=== Data extracts ===

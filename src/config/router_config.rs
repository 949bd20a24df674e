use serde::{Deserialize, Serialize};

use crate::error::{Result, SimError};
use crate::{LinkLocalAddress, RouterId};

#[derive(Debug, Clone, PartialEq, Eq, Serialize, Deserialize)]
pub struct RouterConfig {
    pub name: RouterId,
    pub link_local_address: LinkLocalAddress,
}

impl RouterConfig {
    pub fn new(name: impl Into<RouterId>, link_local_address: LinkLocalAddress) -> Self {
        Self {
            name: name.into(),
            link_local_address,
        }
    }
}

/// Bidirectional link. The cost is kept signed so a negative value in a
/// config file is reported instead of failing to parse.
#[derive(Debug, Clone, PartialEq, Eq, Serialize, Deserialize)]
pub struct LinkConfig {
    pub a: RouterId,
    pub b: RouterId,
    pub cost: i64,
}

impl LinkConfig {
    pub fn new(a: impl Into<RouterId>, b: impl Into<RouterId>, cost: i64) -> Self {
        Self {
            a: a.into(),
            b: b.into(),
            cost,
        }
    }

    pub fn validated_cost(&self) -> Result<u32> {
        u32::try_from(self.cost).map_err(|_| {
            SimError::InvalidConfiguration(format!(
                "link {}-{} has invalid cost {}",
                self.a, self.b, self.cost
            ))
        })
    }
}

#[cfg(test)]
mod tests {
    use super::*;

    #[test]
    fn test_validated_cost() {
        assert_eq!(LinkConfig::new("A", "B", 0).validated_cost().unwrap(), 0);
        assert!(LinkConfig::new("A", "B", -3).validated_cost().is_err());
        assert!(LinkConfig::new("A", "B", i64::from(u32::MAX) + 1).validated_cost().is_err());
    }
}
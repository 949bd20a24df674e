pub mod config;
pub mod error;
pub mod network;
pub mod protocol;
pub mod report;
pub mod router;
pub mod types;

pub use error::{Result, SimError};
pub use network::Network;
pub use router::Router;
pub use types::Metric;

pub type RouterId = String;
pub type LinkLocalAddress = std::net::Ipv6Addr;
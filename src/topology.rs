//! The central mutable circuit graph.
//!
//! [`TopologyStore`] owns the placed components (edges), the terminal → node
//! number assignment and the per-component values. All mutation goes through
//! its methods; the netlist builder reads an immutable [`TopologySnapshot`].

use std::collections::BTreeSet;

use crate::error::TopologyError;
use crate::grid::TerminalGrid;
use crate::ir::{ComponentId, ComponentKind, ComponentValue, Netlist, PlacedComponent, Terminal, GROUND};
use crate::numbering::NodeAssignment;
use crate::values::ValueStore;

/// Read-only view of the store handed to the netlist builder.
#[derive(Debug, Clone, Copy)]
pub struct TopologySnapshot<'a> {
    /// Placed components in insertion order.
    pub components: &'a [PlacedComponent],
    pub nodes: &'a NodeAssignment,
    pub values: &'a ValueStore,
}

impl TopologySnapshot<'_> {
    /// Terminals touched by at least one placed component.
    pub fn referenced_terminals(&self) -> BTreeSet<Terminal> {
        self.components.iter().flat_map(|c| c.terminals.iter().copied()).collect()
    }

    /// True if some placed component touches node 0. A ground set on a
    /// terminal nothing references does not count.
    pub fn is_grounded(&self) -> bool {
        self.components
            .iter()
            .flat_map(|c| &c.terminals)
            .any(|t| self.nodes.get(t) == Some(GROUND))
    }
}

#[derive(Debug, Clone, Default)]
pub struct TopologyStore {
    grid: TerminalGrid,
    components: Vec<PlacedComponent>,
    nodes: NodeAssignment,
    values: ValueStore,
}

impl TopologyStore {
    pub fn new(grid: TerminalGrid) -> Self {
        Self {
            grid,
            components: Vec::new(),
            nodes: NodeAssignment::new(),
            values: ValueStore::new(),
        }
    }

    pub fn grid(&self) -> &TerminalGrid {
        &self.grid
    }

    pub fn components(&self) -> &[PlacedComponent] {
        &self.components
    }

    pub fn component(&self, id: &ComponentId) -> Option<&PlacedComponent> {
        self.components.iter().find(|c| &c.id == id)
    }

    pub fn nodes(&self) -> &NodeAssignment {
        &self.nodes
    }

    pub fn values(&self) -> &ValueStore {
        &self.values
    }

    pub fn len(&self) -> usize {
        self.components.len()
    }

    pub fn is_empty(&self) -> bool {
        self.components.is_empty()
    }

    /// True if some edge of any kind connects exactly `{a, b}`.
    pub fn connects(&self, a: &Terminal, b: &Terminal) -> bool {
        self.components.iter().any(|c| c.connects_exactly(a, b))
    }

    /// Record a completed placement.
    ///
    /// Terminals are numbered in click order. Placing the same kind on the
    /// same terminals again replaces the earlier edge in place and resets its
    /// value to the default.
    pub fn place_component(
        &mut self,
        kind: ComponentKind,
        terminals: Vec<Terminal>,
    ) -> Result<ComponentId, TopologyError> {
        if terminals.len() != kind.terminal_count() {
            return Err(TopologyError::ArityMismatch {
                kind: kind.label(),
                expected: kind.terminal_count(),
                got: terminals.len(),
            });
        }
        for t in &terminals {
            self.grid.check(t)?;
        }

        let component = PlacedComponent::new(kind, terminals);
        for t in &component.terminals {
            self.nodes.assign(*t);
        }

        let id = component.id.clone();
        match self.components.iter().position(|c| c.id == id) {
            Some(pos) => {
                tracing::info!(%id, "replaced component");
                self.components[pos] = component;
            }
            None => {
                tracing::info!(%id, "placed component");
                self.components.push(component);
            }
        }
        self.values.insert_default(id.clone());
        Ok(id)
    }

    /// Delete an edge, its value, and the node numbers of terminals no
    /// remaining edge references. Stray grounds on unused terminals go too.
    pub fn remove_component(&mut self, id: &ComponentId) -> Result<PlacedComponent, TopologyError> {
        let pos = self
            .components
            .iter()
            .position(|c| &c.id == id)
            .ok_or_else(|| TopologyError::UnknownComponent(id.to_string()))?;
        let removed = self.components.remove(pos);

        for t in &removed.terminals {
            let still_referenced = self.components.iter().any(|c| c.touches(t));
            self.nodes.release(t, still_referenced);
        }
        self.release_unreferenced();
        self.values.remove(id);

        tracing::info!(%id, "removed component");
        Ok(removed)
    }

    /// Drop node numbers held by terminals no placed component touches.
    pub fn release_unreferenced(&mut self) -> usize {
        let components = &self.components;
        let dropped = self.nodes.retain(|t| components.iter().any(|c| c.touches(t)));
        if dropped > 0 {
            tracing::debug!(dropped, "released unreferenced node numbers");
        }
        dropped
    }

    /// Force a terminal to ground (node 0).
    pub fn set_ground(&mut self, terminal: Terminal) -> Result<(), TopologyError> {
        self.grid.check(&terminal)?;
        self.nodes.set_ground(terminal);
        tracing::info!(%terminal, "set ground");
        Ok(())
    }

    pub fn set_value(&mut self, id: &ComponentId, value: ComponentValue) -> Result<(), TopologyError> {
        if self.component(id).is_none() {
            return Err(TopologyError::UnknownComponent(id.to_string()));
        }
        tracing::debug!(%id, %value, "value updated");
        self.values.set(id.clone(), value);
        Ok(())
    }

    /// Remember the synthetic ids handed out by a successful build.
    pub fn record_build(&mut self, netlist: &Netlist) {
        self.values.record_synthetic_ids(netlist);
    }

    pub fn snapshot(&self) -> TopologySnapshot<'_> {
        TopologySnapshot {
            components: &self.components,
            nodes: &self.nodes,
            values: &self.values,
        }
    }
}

===
=== Data extracts ===

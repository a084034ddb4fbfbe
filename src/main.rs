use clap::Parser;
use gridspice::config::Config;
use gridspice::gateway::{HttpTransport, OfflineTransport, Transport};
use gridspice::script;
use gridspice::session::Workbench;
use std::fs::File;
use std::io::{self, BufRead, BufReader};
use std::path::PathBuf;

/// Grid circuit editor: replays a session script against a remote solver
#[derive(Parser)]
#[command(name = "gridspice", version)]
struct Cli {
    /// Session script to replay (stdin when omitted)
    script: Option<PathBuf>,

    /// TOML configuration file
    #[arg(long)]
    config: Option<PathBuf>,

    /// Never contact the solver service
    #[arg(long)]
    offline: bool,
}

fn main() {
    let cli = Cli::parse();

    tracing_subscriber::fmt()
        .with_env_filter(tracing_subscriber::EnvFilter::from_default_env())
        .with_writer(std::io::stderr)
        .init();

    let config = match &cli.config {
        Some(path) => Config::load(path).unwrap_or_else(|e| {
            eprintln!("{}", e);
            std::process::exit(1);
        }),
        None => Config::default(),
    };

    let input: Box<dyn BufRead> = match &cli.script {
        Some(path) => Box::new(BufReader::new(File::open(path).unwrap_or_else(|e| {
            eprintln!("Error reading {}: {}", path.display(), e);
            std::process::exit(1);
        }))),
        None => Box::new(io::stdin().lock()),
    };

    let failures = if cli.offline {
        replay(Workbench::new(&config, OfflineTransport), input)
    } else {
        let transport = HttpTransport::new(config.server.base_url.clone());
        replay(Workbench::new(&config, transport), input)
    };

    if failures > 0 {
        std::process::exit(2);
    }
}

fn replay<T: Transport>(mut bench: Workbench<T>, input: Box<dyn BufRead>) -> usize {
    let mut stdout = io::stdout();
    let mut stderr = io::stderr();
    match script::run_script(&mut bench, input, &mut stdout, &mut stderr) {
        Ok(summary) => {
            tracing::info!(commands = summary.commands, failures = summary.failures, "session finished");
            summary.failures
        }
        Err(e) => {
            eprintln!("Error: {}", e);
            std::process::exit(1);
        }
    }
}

===
=== Data extracts ===

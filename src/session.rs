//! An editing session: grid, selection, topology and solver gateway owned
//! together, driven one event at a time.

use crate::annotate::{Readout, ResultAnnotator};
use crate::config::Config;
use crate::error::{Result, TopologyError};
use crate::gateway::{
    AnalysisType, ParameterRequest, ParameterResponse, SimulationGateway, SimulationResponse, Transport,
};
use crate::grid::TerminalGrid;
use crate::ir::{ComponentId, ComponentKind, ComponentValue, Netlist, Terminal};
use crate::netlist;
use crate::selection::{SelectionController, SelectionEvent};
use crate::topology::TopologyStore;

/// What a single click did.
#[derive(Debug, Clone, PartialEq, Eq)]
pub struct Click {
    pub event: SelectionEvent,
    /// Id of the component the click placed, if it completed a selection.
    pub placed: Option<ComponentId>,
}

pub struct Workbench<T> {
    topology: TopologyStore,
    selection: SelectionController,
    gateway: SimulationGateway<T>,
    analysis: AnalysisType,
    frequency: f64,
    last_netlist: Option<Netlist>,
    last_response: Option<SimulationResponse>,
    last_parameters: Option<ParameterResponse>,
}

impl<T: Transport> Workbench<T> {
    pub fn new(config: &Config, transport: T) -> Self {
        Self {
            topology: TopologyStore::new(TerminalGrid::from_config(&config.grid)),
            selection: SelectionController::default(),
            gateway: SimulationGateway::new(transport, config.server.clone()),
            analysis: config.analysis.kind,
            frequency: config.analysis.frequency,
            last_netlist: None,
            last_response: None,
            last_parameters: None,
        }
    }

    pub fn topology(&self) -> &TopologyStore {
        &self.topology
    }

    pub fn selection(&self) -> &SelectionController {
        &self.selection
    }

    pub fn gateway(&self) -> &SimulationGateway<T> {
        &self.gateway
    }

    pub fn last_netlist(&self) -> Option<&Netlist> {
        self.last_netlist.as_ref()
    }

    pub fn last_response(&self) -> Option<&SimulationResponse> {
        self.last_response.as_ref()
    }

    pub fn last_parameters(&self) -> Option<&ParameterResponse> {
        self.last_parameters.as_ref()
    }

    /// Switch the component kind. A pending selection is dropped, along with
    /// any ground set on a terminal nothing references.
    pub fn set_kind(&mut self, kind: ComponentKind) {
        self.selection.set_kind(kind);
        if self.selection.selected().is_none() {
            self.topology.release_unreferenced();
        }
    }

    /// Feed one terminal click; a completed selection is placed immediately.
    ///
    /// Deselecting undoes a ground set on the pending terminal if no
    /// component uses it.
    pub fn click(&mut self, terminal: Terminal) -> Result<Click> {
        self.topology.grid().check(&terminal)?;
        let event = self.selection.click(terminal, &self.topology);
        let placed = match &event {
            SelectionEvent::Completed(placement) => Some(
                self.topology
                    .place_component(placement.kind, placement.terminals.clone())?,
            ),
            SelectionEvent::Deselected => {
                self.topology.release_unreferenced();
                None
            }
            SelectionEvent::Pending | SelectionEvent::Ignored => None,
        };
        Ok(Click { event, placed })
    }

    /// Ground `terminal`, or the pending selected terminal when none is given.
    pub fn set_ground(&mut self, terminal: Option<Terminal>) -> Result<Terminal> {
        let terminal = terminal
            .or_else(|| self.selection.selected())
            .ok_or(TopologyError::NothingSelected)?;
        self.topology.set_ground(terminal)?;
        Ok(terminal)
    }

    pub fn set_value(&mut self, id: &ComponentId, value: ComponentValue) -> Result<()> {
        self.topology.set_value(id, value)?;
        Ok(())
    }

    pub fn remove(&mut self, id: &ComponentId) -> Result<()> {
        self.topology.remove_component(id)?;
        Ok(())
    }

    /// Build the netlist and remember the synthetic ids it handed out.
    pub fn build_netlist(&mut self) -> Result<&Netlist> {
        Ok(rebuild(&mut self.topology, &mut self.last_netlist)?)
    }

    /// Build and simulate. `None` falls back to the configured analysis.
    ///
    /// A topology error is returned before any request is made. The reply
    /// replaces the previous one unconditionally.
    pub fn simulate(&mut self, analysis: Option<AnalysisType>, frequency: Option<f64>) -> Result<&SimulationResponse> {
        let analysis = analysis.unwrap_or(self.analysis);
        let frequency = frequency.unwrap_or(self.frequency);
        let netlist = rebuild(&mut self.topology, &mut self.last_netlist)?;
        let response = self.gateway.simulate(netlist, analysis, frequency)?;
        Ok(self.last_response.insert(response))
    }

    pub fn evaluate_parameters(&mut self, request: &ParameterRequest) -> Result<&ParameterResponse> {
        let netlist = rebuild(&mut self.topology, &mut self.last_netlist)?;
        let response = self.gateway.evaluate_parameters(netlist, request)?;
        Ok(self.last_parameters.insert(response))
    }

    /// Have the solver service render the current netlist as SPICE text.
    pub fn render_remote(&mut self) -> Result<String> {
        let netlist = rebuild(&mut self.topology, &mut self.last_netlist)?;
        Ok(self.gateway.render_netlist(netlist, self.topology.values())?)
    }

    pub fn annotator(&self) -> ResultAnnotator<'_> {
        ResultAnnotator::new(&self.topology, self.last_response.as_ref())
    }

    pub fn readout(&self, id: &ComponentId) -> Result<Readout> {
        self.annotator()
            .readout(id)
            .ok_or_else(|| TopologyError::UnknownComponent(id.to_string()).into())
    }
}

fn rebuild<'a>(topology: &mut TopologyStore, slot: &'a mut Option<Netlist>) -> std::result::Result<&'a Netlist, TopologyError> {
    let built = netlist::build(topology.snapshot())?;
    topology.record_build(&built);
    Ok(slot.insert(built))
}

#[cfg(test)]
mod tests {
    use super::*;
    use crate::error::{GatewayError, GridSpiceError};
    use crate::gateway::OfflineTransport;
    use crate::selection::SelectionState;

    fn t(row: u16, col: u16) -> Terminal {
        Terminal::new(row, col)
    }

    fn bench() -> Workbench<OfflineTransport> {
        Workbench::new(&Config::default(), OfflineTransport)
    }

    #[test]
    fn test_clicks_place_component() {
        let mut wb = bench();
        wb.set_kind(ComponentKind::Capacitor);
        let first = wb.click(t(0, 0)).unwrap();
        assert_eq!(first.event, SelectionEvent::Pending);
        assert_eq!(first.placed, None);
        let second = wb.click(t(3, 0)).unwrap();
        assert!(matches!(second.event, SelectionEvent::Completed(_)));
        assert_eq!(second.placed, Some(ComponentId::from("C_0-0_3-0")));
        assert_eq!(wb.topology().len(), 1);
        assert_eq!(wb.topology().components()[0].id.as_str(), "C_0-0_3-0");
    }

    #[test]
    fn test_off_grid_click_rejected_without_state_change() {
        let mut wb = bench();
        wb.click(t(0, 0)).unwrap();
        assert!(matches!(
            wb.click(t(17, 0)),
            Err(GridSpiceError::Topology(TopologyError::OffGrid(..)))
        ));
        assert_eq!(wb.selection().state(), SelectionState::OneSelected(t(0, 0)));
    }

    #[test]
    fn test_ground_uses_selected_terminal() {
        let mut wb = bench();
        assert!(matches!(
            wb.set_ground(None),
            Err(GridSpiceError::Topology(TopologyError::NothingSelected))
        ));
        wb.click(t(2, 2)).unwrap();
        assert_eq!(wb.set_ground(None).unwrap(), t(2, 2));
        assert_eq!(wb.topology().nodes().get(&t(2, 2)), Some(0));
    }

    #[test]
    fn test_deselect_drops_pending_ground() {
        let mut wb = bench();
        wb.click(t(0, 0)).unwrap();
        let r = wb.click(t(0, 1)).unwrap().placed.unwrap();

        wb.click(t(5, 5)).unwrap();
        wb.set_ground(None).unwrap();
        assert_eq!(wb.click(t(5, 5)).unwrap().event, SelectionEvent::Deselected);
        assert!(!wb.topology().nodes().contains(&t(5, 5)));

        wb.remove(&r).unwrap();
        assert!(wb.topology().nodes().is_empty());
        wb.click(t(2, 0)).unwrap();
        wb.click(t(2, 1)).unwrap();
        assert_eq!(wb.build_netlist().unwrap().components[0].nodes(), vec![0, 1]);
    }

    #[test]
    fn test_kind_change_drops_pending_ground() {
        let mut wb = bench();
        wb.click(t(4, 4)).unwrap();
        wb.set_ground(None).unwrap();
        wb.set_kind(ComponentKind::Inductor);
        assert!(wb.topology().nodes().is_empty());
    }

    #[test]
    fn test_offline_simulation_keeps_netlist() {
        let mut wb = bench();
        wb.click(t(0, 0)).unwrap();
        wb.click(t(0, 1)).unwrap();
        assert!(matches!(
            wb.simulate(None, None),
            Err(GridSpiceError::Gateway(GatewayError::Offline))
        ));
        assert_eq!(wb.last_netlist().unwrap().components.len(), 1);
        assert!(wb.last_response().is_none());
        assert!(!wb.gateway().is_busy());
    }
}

===

### Goal of the exercise
If the string "input" is in a line of the entries, pick that line out.

### Task answer
    let input: Box<dyn BufRead> = match &cli.script {
        replay(Workbench::new(&config, OfflineTransport), input)
        replay(Workbench::new(&config, transport), input)
fn replay<T: Transport>(mut bench: Workbench<T>, input: Box<dyn BufRead>) -> usize {
    match script::run_script(&mut bench, input, &mut stdout, &mut stderr) {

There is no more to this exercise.